Task requirements: Using the data beneath this instruction, retype only the lines from the one that contains "rule.frequency = if" down to the one that contains "Check parameter ranges", both included, exactly as they appear.

Source material:
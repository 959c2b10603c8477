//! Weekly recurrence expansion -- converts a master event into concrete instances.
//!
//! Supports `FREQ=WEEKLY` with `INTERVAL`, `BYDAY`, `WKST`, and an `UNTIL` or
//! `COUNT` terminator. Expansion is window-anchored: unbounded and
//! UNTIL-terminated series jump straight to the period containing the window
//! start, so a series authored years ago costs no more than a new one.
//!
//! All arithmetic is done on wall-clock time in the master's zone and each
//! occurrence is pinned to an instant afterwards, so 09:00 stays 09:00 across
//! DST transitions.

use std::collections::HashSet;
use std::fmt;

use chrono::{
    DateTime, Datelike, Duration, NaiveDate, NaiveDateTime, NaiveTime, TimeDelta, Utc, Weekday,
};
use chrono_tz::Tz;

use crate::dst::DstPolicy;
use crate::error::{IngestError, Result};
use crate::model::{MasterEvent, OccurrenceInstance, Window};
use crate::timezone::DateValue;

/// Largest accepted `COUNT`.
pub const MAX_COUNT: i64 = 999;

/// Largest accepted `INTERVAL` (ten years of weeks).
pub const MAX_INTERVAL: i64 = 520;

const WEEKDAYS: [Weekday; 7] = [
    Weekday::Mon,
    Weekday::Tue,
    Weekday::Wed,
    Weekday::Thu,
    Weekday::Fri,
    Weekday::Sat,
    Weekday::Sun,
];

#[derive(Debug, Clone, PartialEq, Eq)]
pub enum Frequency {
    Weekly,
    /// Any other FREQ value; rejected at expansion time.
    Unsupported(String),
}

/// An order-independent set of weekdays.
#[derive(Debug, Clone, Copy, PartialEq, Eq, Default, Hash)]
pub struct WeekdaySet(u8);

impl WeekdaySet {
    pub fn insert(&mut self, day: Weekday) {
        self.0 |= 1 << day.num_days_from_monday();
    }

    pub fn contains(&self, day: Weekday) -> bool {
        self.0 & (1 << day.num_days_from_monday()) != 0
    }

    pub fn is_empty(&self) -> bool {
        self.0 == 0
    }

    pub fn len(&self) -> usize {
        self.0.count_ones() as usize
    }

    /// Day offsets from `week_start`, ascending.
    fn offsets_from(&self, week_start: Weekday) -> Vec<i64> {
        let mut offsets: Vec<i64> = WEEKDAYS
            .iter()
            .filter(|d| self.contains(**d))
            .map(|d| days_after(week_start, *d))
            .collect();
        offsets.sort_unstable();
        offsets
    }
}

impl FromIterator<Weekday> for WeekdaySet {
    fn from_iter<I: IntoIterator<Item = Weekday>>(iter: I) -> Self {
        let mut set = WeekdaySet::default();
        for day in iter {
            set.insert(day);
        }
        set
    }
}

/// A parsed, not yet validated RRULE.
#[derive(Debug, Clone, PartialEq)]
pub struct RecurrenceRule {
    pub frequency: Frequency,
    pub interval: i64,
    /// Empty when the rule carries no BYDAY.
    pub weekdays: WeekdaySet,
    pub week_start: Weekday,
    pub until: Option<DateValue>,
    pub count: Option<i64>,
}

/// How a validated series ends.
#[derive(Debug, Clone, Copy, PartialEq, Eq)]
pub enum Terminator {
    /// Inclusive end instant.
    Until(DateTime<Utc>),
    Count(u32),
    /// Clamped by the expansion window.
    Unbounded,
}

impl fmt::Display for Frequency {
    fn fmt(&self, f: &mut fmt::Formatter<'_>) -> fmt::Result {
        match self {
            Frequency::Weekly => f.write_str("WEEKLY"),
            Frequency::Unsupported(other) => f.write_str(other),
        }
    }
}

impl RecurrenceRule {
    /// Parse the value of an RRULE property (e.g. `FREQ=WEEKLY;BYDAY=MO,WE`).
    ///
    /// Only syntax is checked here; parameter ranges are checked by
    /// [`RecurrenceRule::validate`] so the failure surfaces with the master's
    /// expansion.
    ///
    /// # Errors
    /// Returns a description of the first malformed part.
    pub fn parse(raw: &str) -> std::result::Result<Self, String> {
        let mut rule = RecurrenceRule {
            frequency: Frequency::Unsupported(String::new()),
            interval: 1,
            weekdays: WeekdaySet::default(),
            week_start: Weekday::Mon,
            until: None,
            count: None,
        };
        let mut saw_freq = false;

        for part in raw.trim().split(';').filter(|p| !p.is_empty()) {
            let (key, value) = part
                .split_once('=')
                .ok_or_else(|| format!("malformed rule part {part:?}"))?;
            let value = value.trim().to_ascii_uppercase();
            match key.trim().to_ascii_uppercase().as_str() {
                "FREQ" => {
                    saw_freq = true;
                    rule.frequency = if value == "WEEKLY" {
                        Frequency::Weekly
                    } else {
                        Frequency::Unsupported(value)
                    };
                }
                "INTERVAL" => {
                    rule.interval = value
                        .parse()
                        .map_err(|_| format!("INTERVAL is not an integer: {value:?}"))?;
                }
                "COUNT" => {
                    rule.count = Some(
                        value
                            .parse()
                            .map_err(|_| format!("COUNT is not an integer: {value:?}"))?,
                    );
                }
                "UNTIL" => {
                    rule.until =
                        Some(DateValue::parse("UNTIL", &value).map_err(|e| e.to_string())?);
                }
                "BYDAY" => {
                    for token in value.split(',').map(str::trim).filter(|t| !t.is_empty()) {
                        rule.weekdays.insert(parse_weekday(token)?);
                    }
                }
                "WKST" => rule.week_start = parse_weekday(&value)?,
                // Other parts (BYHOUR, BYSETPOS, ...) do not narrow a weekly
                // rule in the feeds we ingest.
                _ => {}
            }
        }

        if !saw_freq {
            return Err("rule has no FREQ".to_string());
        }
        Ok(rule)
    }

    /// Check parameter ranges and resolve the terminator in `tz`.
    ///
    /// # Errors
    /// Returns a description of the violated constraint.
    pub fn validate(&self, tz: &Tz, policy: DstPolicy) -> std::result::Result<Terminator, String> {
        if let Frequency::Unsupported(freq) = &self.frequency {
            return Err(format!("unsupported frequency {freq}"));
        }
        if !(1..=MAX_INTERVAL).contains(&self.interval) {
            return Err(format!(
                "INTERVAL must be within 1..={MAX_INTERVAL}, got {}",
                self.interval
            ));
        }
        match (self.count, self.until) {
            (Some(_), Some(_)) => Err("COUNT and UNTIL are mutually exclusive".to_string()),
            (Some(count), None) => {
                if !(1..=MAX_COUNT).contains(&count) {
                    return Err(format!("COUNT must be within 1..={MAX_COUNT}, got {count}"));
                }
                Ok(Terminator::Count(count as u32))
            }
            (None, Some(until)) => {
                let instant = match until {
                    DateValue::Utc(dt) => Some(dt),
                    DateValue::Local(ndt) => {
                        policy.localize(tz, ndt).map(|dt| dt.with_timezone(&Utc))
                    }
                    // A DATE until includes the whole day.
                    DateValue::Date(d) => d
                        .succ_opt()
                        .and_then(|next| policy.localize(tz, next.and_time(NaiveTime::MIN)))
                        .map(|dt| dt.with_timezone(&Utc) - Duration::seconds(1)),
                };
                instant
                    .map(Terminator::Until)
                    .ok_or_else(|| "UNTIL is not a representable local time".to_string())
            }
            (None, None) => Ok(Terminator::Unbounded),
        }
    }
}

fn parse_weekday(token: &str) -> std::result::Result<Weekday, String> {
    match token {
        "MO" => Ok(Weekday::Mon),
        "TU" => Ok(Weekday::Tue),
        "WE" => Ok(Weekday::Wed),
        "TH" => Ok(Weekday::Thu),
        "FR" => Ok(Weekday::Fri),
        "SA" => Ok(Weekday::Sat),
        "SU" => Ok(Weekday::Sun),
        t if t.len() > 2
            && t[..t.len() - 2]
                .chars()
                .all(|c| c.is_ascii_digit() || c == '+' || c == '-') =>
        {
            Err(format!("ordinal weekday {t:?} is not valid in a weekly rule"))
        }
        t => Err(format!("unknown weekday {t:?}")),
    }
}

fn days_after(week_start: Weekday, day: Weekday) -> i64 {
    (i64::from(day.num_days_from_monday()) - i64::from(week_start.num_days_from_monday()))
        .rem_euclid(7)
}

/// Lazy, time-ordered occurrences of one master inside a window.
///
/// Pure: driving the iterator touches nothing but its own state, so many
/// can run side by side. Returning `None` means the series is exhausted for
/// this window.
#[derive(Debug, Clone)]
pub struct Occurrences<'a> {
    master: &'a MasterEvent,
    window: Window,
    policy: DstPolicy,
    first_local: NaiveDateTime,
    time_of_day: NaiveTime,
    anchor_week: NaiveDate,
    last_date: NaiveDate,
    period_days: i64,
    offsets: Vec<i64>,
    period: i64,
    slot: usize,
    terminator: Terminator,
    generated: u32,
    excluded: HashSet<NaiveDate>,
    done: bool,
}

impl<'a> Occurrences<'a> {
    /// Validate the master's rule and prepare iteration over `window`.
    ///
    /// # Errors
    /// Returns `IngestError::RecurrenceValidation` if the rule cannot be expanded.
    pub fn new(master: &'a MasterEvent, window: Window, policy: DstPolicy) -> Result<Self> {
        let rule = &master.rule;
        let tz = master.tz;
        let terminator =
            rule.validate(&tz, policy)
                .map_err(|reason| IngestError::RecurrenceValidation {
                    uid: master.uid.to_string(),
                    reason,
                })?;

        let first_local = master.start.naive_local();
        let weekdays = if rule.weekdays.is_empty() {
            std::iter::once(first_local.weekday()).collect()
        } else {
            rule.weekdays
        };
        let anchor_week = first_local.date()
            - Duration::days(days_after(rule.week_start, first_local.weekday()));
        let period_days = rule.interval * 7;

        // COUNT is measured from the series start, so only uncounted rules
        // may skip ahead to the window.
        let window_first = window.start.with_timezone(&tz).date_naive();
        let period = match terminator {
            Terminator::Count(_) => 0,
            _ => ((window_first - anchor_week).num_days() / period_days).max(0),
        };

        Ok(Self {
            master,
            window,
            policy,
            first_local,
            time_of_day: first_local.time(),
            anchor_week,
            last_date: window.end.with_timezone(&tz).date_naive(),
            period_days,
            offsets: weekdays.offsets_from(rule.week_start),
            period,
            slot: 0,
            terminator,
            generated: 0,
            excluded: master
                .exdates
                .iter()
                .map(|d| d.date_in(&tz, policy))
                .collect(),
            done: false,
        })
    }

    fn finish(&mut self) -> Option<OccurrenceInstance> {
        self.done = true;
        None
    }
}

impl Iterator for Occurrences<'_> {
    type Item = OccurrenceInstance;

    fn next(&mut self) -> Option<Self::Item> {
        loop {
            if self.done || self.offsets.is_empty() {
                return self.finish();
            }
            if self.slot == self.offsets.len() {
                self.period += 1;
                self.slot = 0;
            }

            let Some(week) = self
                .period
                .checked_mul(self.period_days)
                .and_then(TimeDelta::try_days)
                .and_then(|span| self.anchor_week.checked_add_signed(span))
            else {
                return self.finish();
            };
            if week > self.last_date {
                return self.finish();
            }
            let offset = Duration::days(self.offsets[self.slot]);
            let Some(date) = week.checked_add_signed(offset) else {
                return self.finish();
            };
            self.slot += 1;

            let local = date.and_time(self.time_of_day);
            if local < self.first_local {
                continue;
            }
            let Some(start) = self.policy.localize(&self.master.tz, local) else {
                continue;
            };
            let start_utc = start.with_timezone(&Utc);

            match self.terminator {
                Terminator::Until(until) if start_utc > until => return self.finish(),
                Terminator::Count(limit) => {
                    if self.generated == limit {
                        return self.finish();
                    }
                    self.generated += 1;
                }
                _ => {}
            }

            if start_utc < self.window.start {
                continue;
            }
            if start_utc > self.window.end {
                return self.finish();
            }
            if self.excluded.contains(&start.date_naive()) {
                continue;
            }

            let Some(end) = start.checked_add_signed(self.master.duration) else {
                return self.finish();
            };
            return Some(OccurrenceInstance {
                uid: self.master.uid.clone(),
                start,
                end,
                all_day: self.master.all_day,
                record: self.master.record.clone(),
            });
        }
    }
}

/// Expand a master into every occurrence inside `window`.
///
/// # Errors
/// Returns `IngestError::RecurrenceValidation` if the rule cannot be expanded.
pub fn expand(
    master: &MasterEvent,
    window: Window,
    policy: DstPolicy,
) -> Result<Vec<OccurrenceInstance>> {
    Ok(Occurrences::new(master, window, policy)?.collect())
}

Reply to the task:
                    rule.frequency = if value == "WEEKLY" {
                        Frequency::Weekly
                    } else {
                        Frequency::Unsupported(value)
                    };
                }
                "INTERVAL" => {
                    rule.interval = value
                        .parse()
                        .map_err(|_| format!("INTERVAL is not an integer: {value:?}"))?;
                }
                "COUNT" => {
                    rule.count = Some(
                        value
                            .parse()
                            .map_err(|_| format!("COUNT is not an integer: {value:?}"))?,
                    );
                }
                "UNTIL" => {
                    rule.until =
                        Some(DateValue::parse("UNTIL", &value).map_err(|e| e.to_string())?);
                }
                "BYDAY" => {
                    for token in value.split(',').map(str::trim).filter(|t| !t.is_empty()) {
                        rule.weekdays.insert(parse_weekday(token)?);
                    }
                }
                "WKST" => rule.week_start = parse_weekday(&value)?,
                // Other parts (BYHOUR, BYSETPOS, ...) do not narrow a weekly
                // rule in the feeds we ingest.
                _ => {}
            }
        }

        if !saw_freq {
            return Err("rule has no FREQ".to_string());
        }
        Ok(rule)
    }

    /// Check parameter ranges and resolve the terminator in `tz`.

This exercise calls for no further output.